As Markus once pointed out, there are cases where block voting gives
disproportionate power to small blocks, and other cases where block voting
gives disproportionate power to large blocks. It's not always obvious in
any particular case whether the members of small or the members of large
blocks are the ones with the relative advantage. That's why the
simulations at the above URL are interesting and important.

It turns out (in the current EC case) that even though the small states
have super proportional representation in the EC, that factor is not
enough to make up for the disproportionate power of the larger blocks
relative to the smaller blocks.

In the original configuration (immediately after the constitutional
convention) the smaller states probably had disproportionate power, at
least that was the intention.

Setting the EC aside, here are two simple examples showing that (1) small
blocks can have disproportionate power, and (2) large blocks can sometimes
have disproportionate power.  It just happens that the current EC is more
like the second example than the first.

(1) There are three voting blocks with votes of 48, 49, and 3,
respectively.  The block with three votes has just as much power as either
of the others (assuming a 50+ majority is the quota for passing a
measure).

(2) There are two voting blocks with votes of 51 and 49, respectively. The
block with 49 has nearly half the votes, but no voting power in deciding
any measure.

Suppose that in this last example, the block with 51 votes actually had 51
voters in it and that the block with 49 votes had only one voter in it
because of some special dispensation of voting rights.

the typical voter with only one vote in the other block.

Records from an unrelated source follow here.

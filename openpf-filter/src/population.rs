//! The particle population
//!
//! A [`Population`] owns the particles and the partition of particle indices
//! by observability signature. Everything here is strategy-agnostic; the
//! strategies in [`crate::strategy`] decide which of these operations run at
//! the end of a round.

use crate::config::ResamplingScheme;
use crate::error::{FilterError, FilterResult};
use crate::metrics::{FilterMetrics, Phase};
use crate::particle::Particle;
use crate::resample;
use crate::signature::{SignatureId, SignatureRegistry};
use openpf_types::{Evidence, EvidenceKind, Value};
use openpf_world::Query;
use rand::rngs::StdRng;
use rand::{Rng, SeedableRng};
use std::collections::BTreeMap;
use std::sync::Arc;

/// Bucket statistics for the current partitioning
#[derive(Debug, Clone, Copy, PartialEq, Eq)]
pub struct PartitionStats {
    pub buckets: usize,
    pub min_size: usize,
    pub max_size: usize,
    pub largest: Option<SignatureId>,
}

/// Weighted particles plus their signature partition
pub struct Population {
    particles: Vec<Particle>,
    partitions: BTreeMap<SignatureId, Vec<usize>>,
    registry: Arc<SignatureRegistry>,
    rng: StdRng,
    scheme: ResamplingScheme,
    metrics: Arc<FilterMetrics>,
}

impl Population {
    /// `n` copies of `prototype`, each with its own random stream
    pub fn new(
        mut prototype: Particle,
        n: usize,
        registry: Arc<SignatureRegistry>,
        mut rng: StdRng,
        scheme: ResamplingScheme,
        metrics: Arc<FilterMetrics>,
    ) -> Self {
        prototype.set_signature(registry.root());
        let particles = (0..n)
            .map(|_| {
                let mut p = prototype.copy();
                p.reseed(rng.gen());
                p
            })
            .collect();
        let mut population = Self {
            particles,
            partitions: BTreeMap::new(),
            registry,
            rng,
            scheme,
            metrics,
        };
        population.regroup();
        population
    }

    fn try_for_each_particle<F>(&mut self, f: F) -> FilterResult<()>
    where
        F: Fn(&mut Particle) -> FilterResult<()> + Send + Sync,
    {
        #[cfg(feature = "parallel")]
        {
            use rayon::prelude::*;
            self.particles.par_iter_mut().try_for_each(f)
        }
        #[cfg(not(feature = "parallel"))]
        {
            self.particles.iter_mut().try_for_each(f)
        }
    }

    /// Query values for the particles at `indices`
    fn evaluate_at(&mut self, indices: &[usize], queries: &[Query]) -> FilterResult<Vec<Vec<Value>>> {
        #[cfg(feature = "parallel")]
        {
            use rayon::prelude::*;
            let wanted: std::collections::HashSet<usize> = indices.iter().copied().collect();
            self.particles
                .par_iter_mut()
                .enumerate()
                .filter(|(i, _)| wanted.contains(i))
                .map(|(_, p)| p.evaluate(queries))
                .collect()
        }
        #[cfg(not(feature = "parallel"))]
        {
            indices
                .iter()
                .map(|&i| self.particles[i].evaluate(queries))
                .collect()
        }
    }

    /// Rebuild the partition map from each particle's signature
    pub fn regroup(&mut self) {
        let mut partitions: BTreeMap<SignatureId, Vec<usize>> = BTreeMap::new();
        for (i, p) in self.particles.iter().enumerate() {
            partitions.entry(p.signature()).or_default().push(i);
        }
        self.partitions = partitions;
    }

    /// Reset changed-observable tracking on every world
    pub fn before_taking_evidence(&mut self) {
        for p in &mut self.particles {
            p.world_mut().clear_changed_observables();
        }
    }

    /// Apply `evidence` to every particle
    pub fn take(&mut self, evidence: &Evidence) -> FilterResult<()> {
        let _timer = self.metrics.time(Phase::Take);
        self.try_for_each_particle(|p| p.take(evidence))
    }

    /// Zero the histograms, then add every particle's weighted answers
    pub fn answer(&mut self, queries: &mut [Query]) -> FilterResult<()> {
        let _timer = self.metrics.time(Phase::Answer);
        let indices: Vec<usize> = (0..self.particles.len()).collect();
        self.answer_at(&indices, queries)
    }

    fn answer_at(&mut self, indices: &[usize], queries: &mut [Query]) -> FilterResult<()> {
        for q in queries.iter_mut() {
            q.zero_out();
        }
        let answers = self.evaluate_at(indices, queries)?;
        for (&i, values) in indices.iter().zip(answers) {
            let weight = self.particles[i].weight();
            for (q, value) in queries.iter_mut().zip(values) {
                q.record(value, weight);
            }
        }
        Ok(())
    }

    pub fn advance_timesteps(&mut self) {
        for p in &mut self.particles {
            p.advance_timestep();
        }
    }

    pub fn weights(&self) -> Vec<f64> {
        self.particles.iter().map(Particle::weight).collect()
    }

    pub fn total_weight(&self) -> f64 {
        self.particles.iter().map(Particle::weight).sum()
    }

    pub fn effective_sample_size(&self) -> f64 {
        resample::effective_sample_size(&self.weights())
    }

    /// Redraw the population proportionally to weight.
    ///
    /// The first draw of a particle keeps it; later draws copy and reseed it.
    /// All weights are reset to 1.
    pub fn resample(&mut self) -> FilterResult<()> {
        let _timer = self.metrics.time(Phase::Resample);
        let n = self.particles.len();
        let weights = self.weights();
        let ess = resample::effective_sample_size(&weights);
        let indices = match resample::draw_indices(&weights, n, self.scheme, &mut self.rng) {
            Ok(indices) => indices,
            Err(err) => {
                self.metrics.record_degenerate();
                tracing::warn!(particles = n, "all particles have zero weight");
                return Err(err);
            }
        };

        let mut used = vec![false; n];
        let mut slots: Vec<Option<Particle>> = Vec::with_capacity(n);
        let mut copies = 0u64;
        for &i in &indices {
            if used[i] {
                let mut copy = self.particles[i].copy();
                copy.reseed(self.rng.gen());
                slots.push(Some(copy));
                copies += 1;
            } else {
                used[i] = true;
                slots.push(None);
            }
        }

        let mut originals: Vec<Option<Particle>> =
            std::mem::take(&mut self.particles).into_iter().map(Some).collect();
        for (slot, &i) in slots.iter_mut().zip(&indices) {
            if slot.is_none() {
                *slot = originals[i].take();
            }
        }
        self.particles = slots.into_iter().flatten().collect();
        for p in &mut self.particles {
            p.reset_weight();
        }
        self.regroup();
        self.metrics.record_copies(copies);

        let survivors = used.iter().filter(|&&u| u).count();
        tracing::debug!(ess, survivors, particles = n, "resampled population");
        Ok(())
    }

    /// Index of one particle drawn proportionally to weight
    pub fn sample_index(&mut self) -> FilterResult<usize> {
        resample::sample_index(&self.weights(), &mut self.rng)
    }

    pub fn sample_particle(&mut self) -> FilterResult<&Particle> {
        let i = self.sample_index()?;
        Ok(&self.particles[i])
    }

    /// Apply decision-only evidence to every particle
    pub fn take_decision(&mut self, evidence: &Evidence) -> FilterResult<()> {
        ensure_decisions(evidence)?;
        self.take(evidence)
    }

    /// Move every particle to its successor signature and regroup
    pub fn repartition(&mut self) -> FilterResult<()> {
        let _timer = self.metrics.time(Phase::Repartition);
        self.update_signatures()?;
        let stats = self.partition_stats();
        tracing::debug!(
            buckets = stats.buckets,
            min = stats.min_size,
            max = stats.max_size,
            "repartitioned population"
        );
        Ok(())
    }

    /// Advance every particle's signature
    pub fn update_signatures(&mut self) -> FilterResult<()> {
        let registry = Arc::clone(&self.registry);
        self.try_for_each_particle(|p| registry.update(p).map(|_| ()))?;
        self.regroup();
        Ok(())
    }

    /// Zero the histograms and answer from one bucket only
    pub fn answer_with_partition(&mut self, queries: &mut [Query], id: SignatureId) -> FilterResult<()> {
        let indices = self
            .partitions
            .get(&id)
            .cloned()
            .ok_or(FilterError::UnknownPartition(id))?;
        let _timer = self.metrics.time(Phase::Answer);
        self.answer_at(&indices, queries)
    }

    /// Apply decision-only evidence to one bucket
    pub fn take_with_partition(&mut self, evidence: &Evidence, id: SignatureId) -> FilterResult<()> {
        ensure_decisions(evidence)?;
        let indices = self
            .partitions
            .get(&id)
            .cloned()
            .ok_or(FilterError::UnknownPartition(id))?;
        let _timer = self.metrics.time(Phase::TakeWithPartition);
        for i in indices {
            self.particles[i].take(evidence)?;
        }
        Ok(())
    }

    /// Sample an observation history from the population itself and make
    /// every particle condition on it
    pub fn retake_observability(&mut self) -> FilterResult<SignatureId> {
        let _timer = self.metrics.time(Phase::Retake);
        self.update_signatures()?;

        let chosen = match self.sample_index() {
            Ok(i) => self.particles[i].signature(),
            Err(err) => {
                self.metrics.record_degenerate();
                tracing::warn!(particles = self.particles.len(), "all particles have zero weight");
                return Err(err);
            }
        };
        let signature = self.registry.get_by_id(chosen)?;
        let evidence = signature.evidence();
        tracing::debug!(signature = %signature, "sampled observation history");

        let sig = Arc::clone(&signature);
        self.try_for_each_particle(|p| {
            p.uninstantiate_observables(&sig);
            p.take(evidence)?;
            p.set_signature(sig.id());
            Ok(())
        })?;
        self.regroup();
        Ok(chosen)
    }

    /// Complete `evidence` under the closed-world assumption.
    ///
    /// A copy of the first particle takes the evidence and classifies the
    /// indicators of `round`. Indicators whose referenced variable the
    /// evidence observes are added as true; the rest as false.
    pub fn complete_closed_world(&mut self, evidence: &Evidence, round: u32) -> FilterResult<Evidence> {
        let Some(first) = self.particles.first_mut() else {
            return Ok(evidence.clone());
        };
        let mut representative = first.copy();
        representative.world_mut().clear_changed_observables();
        representative.take(evidence)?;
        let facts = representative.classify_observability(round)?;

        let model = Arc::clone(representative.model());
        let mut completed = evidence.clone();
        for indicator in facts.observable.iter().chain(facts.unobservable.iter()) {
            if evidence.contains(indicator) {
                continue;
            }
            let shown = model
                .observed_by(indicator)
                .is_some_and(|referenced| evidence.contains(&referenced));
            completed.observe(indicator.clone(), shown);
        }
        Ok(completed)
    }

    /// Drop time slices outside every particle's window
    pub fn drop_history(&mut self) -> usize {
        self.particles
            .iter_mut()
            .map(Particle::uninstantiate_previous_timeslices)
            .sum()
    }

    pub fn partition_stats(&self) -> PartitionStats {
        let mut stats = PartitionStats {
            buckets: self.partitions.len(),
            min_size: 0,
            max_size: 0,
            largest: None,
        };
        for (id, members) in &self.partitions {
            if stats.largest.is_none() || members.len() > stats.max_size {
                stats.max_size = members.len();
                stats.largest = Some(*id);
            }
            if stats.min_size == 0 || members.len() < stats.min_size {
                stats.min_size = members.len();
            }
        }
        stats
    }

    /// Deep copy with its own particles; the registry stays shared
    pub fn fork(&mut self) -> Population {
        let mut rng = StdRng::seed_from_u64(self.rng.gen());
        let particles = self
            .particles
            .iter_mut()
            .map(|p| {
                let mut copy = p.copy();
                copy.reseed(rng.gen());
                copy
            })
            .collect();
        Population {
            particles,
            partitions: self.partitions.clone(),
            registry: Arc::clone(&self.registry),
            rng,
            scheme: self.scheme,
            metrics: Arc::clone(&self.metrics),
        }
    }

    pub fn particles(&self) -> &[Particle] {
        &self.particles
    }

    pub fn particles_mut(&mut self) -> &mut [Particle] {
        &mut self.particles
    }

    pub fn partitions(&self) -> &BTreeMap<SignatureId, Vec<usize>> {
        &self.partitions
    }

    pub fn partition_ids(&self) -> Vec<SignatureId> {
        self.partitions.keys().copied().collect()
    }

    pub fn registry(&self) -> &Arc<SignatureRegistry> {
        &self.registry
    }

    /// Timestep of the population (all particles move in lockstep)
    pub fn timestep(&self) -> u32 {
        self.particles.first().map_or(0, Particle::timestep)
    }

    pub fn len(&self) -> usize {
        self.particles.len()
    }

    pub fn is_empty(&self) -> bool {
        self.particles.is_empty()
    }
}

pub(crate) fn ensure_decisions(evidence: &Evidence) -> FilterResult<()> {
    match evidence.first_not_of(EvidenceKind::Decision) {
        Some(a) => Err(FilterError::InvalidEvidenceKind {
            var: a.var.clone(),
            expected: EvidenceKind::Decision,
            found: a.kind,
        }),
        None => Ok(()),
    }
}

Not so. The single voter with 49 votes has no influence on the outcome of
any election, while the voter with only one vote has approximately one
chance in nine of making a difference in the outcome of a randomly chosen
election.

As Richard mentioned, block voting not only tends to give some voters
unfair advantage over others, it also dilutes the average voting power, so
that the typical voter has less influence in a block voting system than
he/she would have in a non-block system.

It is ironical indeed that the small states are the ones most dead set
against getting rid of the EC system.

By the way, some states don't require their electors to vote as a block.
It would help a lot if the states were required to allocate their votes as
proportional as possible.  But the large states would never go for this,
since they would lose a relative advantage.